Over the next couple of years, I’d see the Eagles, Santana, Tom Waits, the Allman Brothers Band, the Kinks, the Grateful Dead and Bruce Springsteen, at the Arena, the Stanley Theatre the Beacon on a visit to New York. I was hooked and I never really looked back. Everyone of those shows was like a secret adventure out of my high school life, a portal to another dimension that felt both truly exotic and utterly comfortable. It felt like home. My taste has certainly changed and gone through various stages, but I’d jump at the chance to see see any of those artists tomorrow if I could. Thank you to David Aranson, who got the Supertramp tickets and those for many of the shows that followed.
From The New York Times obituary, by Alex Williams and Jenny Gross:
Like the Beatles and a thousand other bands, Supertramp was fueled by the creative tension between two strong and highly distinct personalities: Mr. Davies and the band’s other creative force, the vocalist and songwriter Roger Hodgson.
Mr. Davies grew up working class in Swindon, England, and tended toward an acerbic, world-weary tone, reminiscent of John Lennon, in both interviews and lyrics. He and Mr. Hodgson shared songwriting credits, but it was Mr. Davies who wrote and sang the group’s first hit, “Bloody Well Right,” a sharp-tongued rebuke of Britain’s privileged class. It rose to No. 35 on the Billboard Hot 100 in 1975. Then came the FM radio staple “Goodbye Stranger,” which climbed to No. 15 in 1979. Mr. Davies’s intricate stylings on the Wurlitzer electric piano were a bedrock of the Supertramp sound.
Mr. Hodgson, a product of British boarding schools, was known for his celestial tenor and his Paul McCartney-esque ear for melody. He composed and gave voice to hits like “Give a Little Bit,” which climbed to No. 15 in the United States in 1977, as well as “The Logical Song” (No. 6) and “Take the Long Way Home” (No. 10), both from “Breakfast in America.”
Brothers and Sisters: the Allman Brothers Band and The Album That Defined The 70s was my third straight book to debut in the New York Times Non-Fiction Hardcover Bestsellers List, following Texas Flood: The Inside Story of Stevie Ray Vaughan and One Way Out: The Inside History of the Allman Brothers Band. My first book was Big in China: My Unlikely Adventures Raising a Family, Playing the Blues and Becoming a Star in Beijing, about my experiences raising a family in Beijing and touring China with a popular original blues band. It was optioned for a movie by Ivan Reitman’s Montecito Productions. I am also a guitarist and singer who fronts two bands, Big in China and Friends of the Brothers, the premier celebration of the Allman Brothers Band.

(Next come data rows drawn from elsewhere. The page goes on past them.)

//! 面板内移动消息

/// 面板消息
///
/// 列表区域移动选中项，详情区域滚动表格。
#[derive(Debug, Clone, Copy, PartialEq, Eq)]
pub enum PanelMessage {
    /// 上一项
    SelectPrevious,
    /// 下一项
    SelectNext,
    /// 第一项
    SelectFirst,
    /// 最后一项
    SelectLast,
}
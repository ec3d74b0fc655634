//! 类型定义模块

mod category;
mod context;
mod records;
mod selection;

pub use category::Category;
pub use context::{Phase, PipelineContext, RequestId};
pub use records::{DetailRecord, ListEntry};
pub use selection::{SelectionEvent, TABLE_SUFFIX};
//! 分类列组件：上方下钻列表，下方详情表

use dns_insight_core::render::DETAIL_HEADER;
use dns_insight_core::Category;
use ratatui::{
    layout::{Constraint, Direction, Layout, Rect},
    style::{Modifier, Style},
    text::{Line, Span},
    widgets::{Block, Borders, List, ListItem, ListState, Paragraph, Row, Table, Wrap},
    Frame,
};

use crate::model::{App, DetailPane, ListPane, PaneState, Section};
use crate::util::fit_width;
use crate::view::theme::colors;

/// 详情表列宽（百分比）
const COLUMN_PERCENT: [u16; 3] = [30, 30, 40];

/// 渲染一个分类列
pub fn render(app: &App, category: Category, frame: &mut Frame, area: Rect) {
    let rows = Layout::default()
        .direction(Direction::Vertical)
        .constraints([Constraint::Percentage(40), Constraint::Percentage(60)])
        .split(area);

    render_list(
        app.list(category),
        category,
        app.focus.is(category, Section::List),
        frame,
        rows[0],
    );
    render_detail(
        app.detail(category),
        category,
        app.focus.is(category, Section::Detail),
        frame,
        rows[1],
    );
}

fn block(title: String, focused: bool) -> Block<'static> {
    let c = colors();
    Block::default()
        .title(title)
        .title_style(c.title())
        .borders(Borders::ALL)
        .border_style(c.border_style(focused))
}

/// 单行提示（加载中、空状态等）
fn notice(text: String, style: Style) -> Paragraph<'static> {
    Paragraph::new(vec![Line::from(""), Line::styled(format!("  {text}"), style)])
        .wrap(Wrap { trim: false })
}

/// 渲染下钻列表
fn render_list(pane: &ListPane, category: Category, focused: bool, frame: &mut Frame, area: Rect) {
    let c = colors();
    let label = category.label();

    let list = match &pane.state {
        PaneState::Ready(list) => list,
        other => {
            let body = match other {
                PaneState::Loading => notice(
                    format!("Loading {label} groups..."),
                    Style::default().fg(c.warning),
                ),
                PaneState::Failed(message) => {
                    notice(message.clone(), Style::default().fg(c.error))
                }
                _ => notice("Press r to load".to_string(), Style::default().fg(c.muted)),
            };
            frame.render_widget(body.block(block(format!(" {label} "), focused)), area);
            return;
        }
    };

    let title = format!(" {label} · {} groups · {} records ", list.len(), list.total());
    if list.is_empty() {
        let body = notice(format!("No {label} groups found."), Style::default().fg(c.muted));
        frame.render_widget(body.block(block(title, focused)), area);
        return;
    }

    // 边框和前缀占用的列
    let width = usize::from(area.width.saturating_sub(4));
    let items: Vec<ListItem> = list
        .items
        .iter()
        .enumerate()
        .map(|(i, item)| {
            let is_selected = i == pane.selected;
            let prefix = if is_selected { "▶ " } else { "  " };
            let style = if is_selected && focused {
                c.selected()
            } else {
                Style::default().fg(c.fg)
            };
            ListItem::new(Line::from(vec![
                Span::styled(prefix, style),
                Span::styled(fit_width(&item.label, width), style),
            ]))
        })
        .collect();

    let widget = List::new(items).block(block(title, focused));
    let mut state = ListState::default();
    state.select(Some(pane.selected));

    frame.render_stateful_widget(widget, area, &mut state);
}

/// 渲染详情表
fn render_detail(pane: &DetailPane, category: Category, focused: bool, frame: &mut Frame, area: Rect) {
    let c = colors();
    let label = category.label();
    let group = pane.group_id.as_deref().unwrap_or("");

    let table = match &pane.state {
        PaneState::Ready(table) => table,
        PaneState::Loading => {
            let body = notice(
                format!("Loading {label} records for {group}..."),
                Style::default().fg(c.warning),
            );
            frame.render_widget(body.block(block(format!(" {group} "), focused)), area);
            return;
        }
        PaneState::Failed(message) => {
            let body = notice(message.clone(), Style::default().fg(c.error));
            frame.render_widget(body.block(block(format!(" {group} "), focused)), area);
            return;
        }
        PaneState::Idle => {
            let body = notice(
                "Select a group and press Enter".to_string(),
                Style::default().fg(c.muted),
            );
            frame.render_widget(body.block(block(" Records ".to_string(), focused)), area);
            return;
        }
    };

    let inner_width = usize::from(area.width.saturating_sub(2));
    let widths = COLUMN_PERCENT.map(|p| (inner_width * usize::from(p) / 100).saturating_sub(1));

    let header = Row::new(DETAIL_HEADER.to_vec()).style(
        Style::default()
            .fg(c.success)
            .add_modifier(Modifier::BOLD),
    );
    let rows: Vec<Row> = table
        .rows
        .iter()
        .skip(pane.offset)
        .map(|row| {
            Row::new(vec![
                fit_width(&row.zone.text, widths[0]),
                fit_width(&row.domain.text, widths[1]),
                fit_width(&row.value, widths[2]),
            ])
            .style(Style::default().fg(c.fg))
        })
        .collect();

    let title = format!(" {} · {} records ", table.group_id, table.len());
    let widget = Table::new(rows, COLUMN_PERCENT.map(Constraint::Percentage))
        .header(header)
        .block(block(title, focused));

    frame.render_widget(widget, area);
}
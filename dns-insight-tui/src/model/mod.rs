//!
//! src/model/mod.rs
//! Model 层：应用状态定义
//!
//! Model 层是应用状态的 “唯一真相来源”。
//! 所有状态变更都通过 Update 层来触发。
//!
//!
//! 有模块结构：
//!     src/model/mod.rs
//!         mod app;            // 主应用状态
//!         mod focus;          // 焦点状态（分类列 + 列表/详情区域）
//!         mod panes;          // 列表面板、详情面板
//!
//!
//! ═══════════════════════════════════════════════════════════════════════════
//! 一、主应用状态（App）
//! ═══════════════════════════════════════════════════════════════════════════
//!
//!         pub struct App {
//!             pub should_quit: bool,              // 退出标志
//!             pub focus: Focus,                   // 当前焦点
//!             pub dashboard: Panels,              // 三条分类管道，各自持有面板
//!             pub status_message: Option<String>, // 状态栏消息
//!             pub api_base: String,               // 搜索 API 地址
//!         }
//!
//!     面板由 Dashboard 持有：每个分类的 ListPane / DetailPane 只会被该分类的
//!     管道写入，View 层通过 app.list(c) / app.detail(c) 读取。
//!
//!
//! ═══════════════════════════════════════════════════════════════════════════
//! 二、焦点管理（Focus）
//! ═══════════════════════════════════════════════════════════════════════════
//!
//!         Focus { category: Category, section: Section }
//!
//!     数据流：
//!         用户按 ← / → 键
//!             ↓
//!         event/handler.rs 返回 AppMessage::NextCategory / PreviousCategory
//!             ↓
//!         update/mod.rs 执行 app.focus.next_category()
//!             ↓
//!         view 层根据 app.focus.is(c, section) 设置边框颜色
//!
//!
//! ═══════════════════════════════════════════════════════════════════════════
//! 三、面板状态（ListPane / DetailPane）
//! ═══════════════════════════════════════════════════════════════════════════
//!
//!         PaneState<T> = Idle | Loading | Ready(T) | Failed(String)
//!
//!     数据流：
//!         用户在列表按 Enter
//!             ↓
//!         ListPane::activate() 产生 SelectionEvent
//!             ↓
//!         dashboard.select() → DetailPane 进入 Loading，后台发起请求
//!             ↓
//!         主循环取回 PipelineEvent → AppMessage::Pipeline
//!             ↓
//!         dashboard.apply() → DetailPane 变为 Ready(table) 或 Failed
//!

mod app;
mod focus;
mod panes;

pub use app::App;
pub use focus::{Focus, Section};
pub use panes::{DetailPane, ListPane, PaneState};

You must not be looking in the right place. So many of Alan's subjects are producing outstanding music currently. Think the Tedeschi Trucks Band, Warren Haynes in his various iterations, Sonny Landreth, John Hiatt, Jerry Douglas, etc. My first show was Paul Butterfield Blues Band opening for Muddy Waters.
RIP, indeed, Mr. Davies. Like so many, my first buzz from Supertramp came when I saw their "Breakfast In America" album cover at a Cleveland-area record store. The waitress holding a Statue of Liberty pose as she hoists a food-service tray (not a torch) overhead. Brilliant cover art, and some great songs on the disc within. Davies' "Goodbye Stranger" should be mandatory listening for all young men: so long, honey, nice gettin' to know you, see ya 'round. Don't get tied down young, mates, stay free, chuck the estrogen, stay male, stay in the hunt for the real deal. If you missed the message amid Davies' mellow crooning, sorry. It was damn good stuff. So long, mate!